- Exercise brief
Copy each line that contains the string "connection", taking them from the material.

- Data supplied
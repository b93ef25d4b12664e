// Mist API HTTP client
//
// Wraps `reqwest::Client` with region-aware URL construction, per-call
// token injection and response normalization. Resource endpoints (sites,
// wlans, devices, inventory) are implemented as inherent methods in
// separate files to keep this module focused on transport mechanics.

use reqwest::header::{AUTHORIZATION, CONTENT_TYPE};
use secrecy::SecretString;
use serde::Serialize;
use serde::de::DeserializeOwned;
use tracing::{debug, error};
use url::Url;

use crate::auth::TokenManager;
use crate::cloud::{ApiPath, Cloud, normalize_base};
use crate::error::{Error, preview};
use crate::transport::TransportConfig;

/// Everything needed to open a session against the Mist cloud.
#[derive(Debug, Clone)]
pub struct ClientSettings {
    pub cloud: Cloud,
    /// Organization every org-scoped call targets. Fixed for the client's lifetime.
    pub org_id: String,
    /// Long-lived master token, used only to mint and revoke the ephemeral one.
    pub master_token: SecretString,
    pub transport: TransportConfig,
}

/// HTTP client for the Mist cloud API.
///
/// Owns one connection pool and one ephemeral API token for its whole
/// lifetime. Calls are meant to be awaited one after another: the
/// reconcilers built on top probe then act without any locking, so two
/// reconciliations of the same entity must never run concurrently.
///
/// Verb contract:
/// - [`get`](Self::get), [`post`](Self::post), [`put`](Self::put) return
///   `Ok(Some(body))` on success and `Ok(None)` on a failure status (>= 400),
///   after logging status and body.
/// - [`delete`](Self::delete) returns `Ok(true)` only for HTTP 200 exactly.
/// - Transport failures and unparseable success bodies are `Err`.
pub struct MistClient {
    http: reqwest::Client,
    base_url: Url,
    cloud: Option<Cloud>,
    org_id: String,
    tokens: TokenManager,
}

impl MistClient {
    // ── Constructors ─────────────────────────────────────────────────

    /// Open a session against the region selected in `settings`.
    pub async fn connect(settings: &ClientSettings) -> Result<Self, Error> {
        let base_url = Url::parse(settings.cloud.base_url())?;
        let mut client = Self::connect_at(base_url, settings).await?;
        client.cloud = Some(settings.cloud);
        Ok(client)
    }

    /// Open a session against an explicit root URL (mock servers, private
    /// deployments). `settings.cloud` is ignored.
    pub async fn connect_at(base_url: Url, settings: &ClientSettings) -> Result<Self, Error> {
        let http = settings.transport.build_client()?;
        Self::connect_with(http, base_url, settings).await
    }

    /// Open a session with a pre-built `reqwest::Client`.
    pub async fn connect_with(
        http: reqwest::Client,
        base_url: Url,
        settings: &ClientSettings,
    ) -> Result<Self, Error> {
        debug!("initializing connection to the Mist API");
        let base_url = normalize_base(base_url);
        let mut tokens = TokenManager::new(settings.master_token.clone());
        tokens.acquire(&http, &base_url).await?;

        Ok(Self {
            http,
            base_url,
            cloud: None,
            org_id: settings.org_id.clone(),
            tokens,
        })
    }

    /// Revoke the ephemeral token and drop the connection pool.
    ///
    /// Consumes the client: nothing can be issued with a revoked token.
    pub async fn close(mut self) -> Result<(), Error> {
        self.tokens.revoke(&self.http, &self.base_url).await?;
        debug!("connection to the Mist API closed");
        Ok(())
    }

    // ── Accessors ────────────────────────────────────────────────────

    /// The organization this client is bound to.
    pub fn org_id(&self) -> &str {
        &self.org_id
    }

    /// The root URL every path is resolved against.
    pub fn base_url(&self) -> &Url {
        &self.base_url
    }

    /// The region, when the client was opened with [`connect`](Self::connect).
    pub fn cloud(&self) -> Option<Cloud> {
        self.cloud
    }

    /// The token manager (for inspecting the ephemeral token id).
    pub fn tokens(&self) -> &TokenManager {
        &self.tokens
    }

    // ── Request helpers ──────────────────────────────────────────────

    fn prepare(
        &self,
        method: reqwest::Method,
        path: &ApiPath,
    ) -> Result<reqwest::RequestBuilder, Error> {
        let url = path.resolve(&self.base_url)?;
        debug!("Sending API {method} CALL: {url}");
        Ok(self
            .http
            .request(method, url)
            .header(AUTHORIZATION, self.tokens.bearer()?)
            .header(CONTENT_TYPE, "application/json"))
    }

    // ── HTTP verbs ───────────────────────────────────────────────────

    /// `GET` a path; `Ok(None)` when the controller answers with a failure status.
    pub async fn get<T: DeserializeOwned>(
        &self,
        path: impl Into<ApiPath>,
    ) -> Result<Option<T>, Error> {
        let path = path.into();
        let resp = self.prepare(reqwest::Method::GET, &path)?.send().await?;
        verify_response(&path, resp).await
    }

    /// `POST` a JSON body; `Ok(None)` on a failure status.
    pub async fn post<T: DeserializeOwned, B: Serialize + ?Sized>(
        &self,
        path: impl Into<ApiPath>,
        body: &B,
    ) -> Result<Option<T>, Error> {
        let path = path.into();
        let resp = self
            .prepare(reqwest::Method::POST, &path)?
            .json(body)
            .send()
            .await?;
        verify_response(&path, resp).await
    }

    /// `PUT` a JSON body; `Ok(None)` on a failure status.
    pub async fn put<T: DeserializeOwned, B: Serialize + ?Sized>(
        &self,
        path: impl Into<ApiPath>,
        body: &B,
    ) -> Result<Option<T>, Error> {
        let path = path.into();
        let resp = self
            .prepare(reqwest::Method::PUT, &path)?
            .json(body)
            .send()
            .await?;
        verify_response(&path, resp).await
    }

    /// `DELETE` a path; `Ok(true)` only when the controller answers HTTP 200.
    pub async fn delete(&self, path: impl Into<ApiPath>) -> Result<bool, Error> {
        let path = path.into();
        let resp = self.prepare(reqwest::Method::DELETE, &path)?.send().await?;

        let status = resp.status();
        debug!(status = status.as_u16(), "API CALL Status Code");
        if status == reqwest::StatusCode::OK {
            return Ok(true);
        }

        let body = resp.text().await.unwrap_or_default();
        error!(
            status = status.as_u16(),
            path = %path,
            body = preview(&body),
            "API Call error {status}"
        );
        Ok(false)
    }
}

/// Parse a success body, or log and swallow a failure status.
async fn verify_response<T: DeserializeOwned>(
    path: &ApiPath,
    resp: reqwest::Response,
) -> Result<Option<T>, Error> {
    let status = resp.status();
    let body = resp.text().await?;
    debug!(status = status.as_u16(), "API CALL Status Code");

    if status.as_u16() >= 400 {
        error!(
            status = status.as_u16(),
            path = %path,
            body = preview(&body),
            "API Call error {status}"
        );
        return Ok(None);
    }

    let raw = if body.trim().is_empty() { "null" } else { body.as_str() };
    serde_json::from_str(raw)
        .map(Some)
        .map_err(|e| Error::Deserialization {
            message: format!("{e} (body preview: {:?})", preview(&body)),
            body: body.clone(),
        })
}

- Result
/// Owns one connection pool and one ephemeral API token for its whole
        debug!("initializing connection to the Mist API");
    /// Revoke the ephemeral token and drop the connection pool.
        debug!("connection to the Mist API closed");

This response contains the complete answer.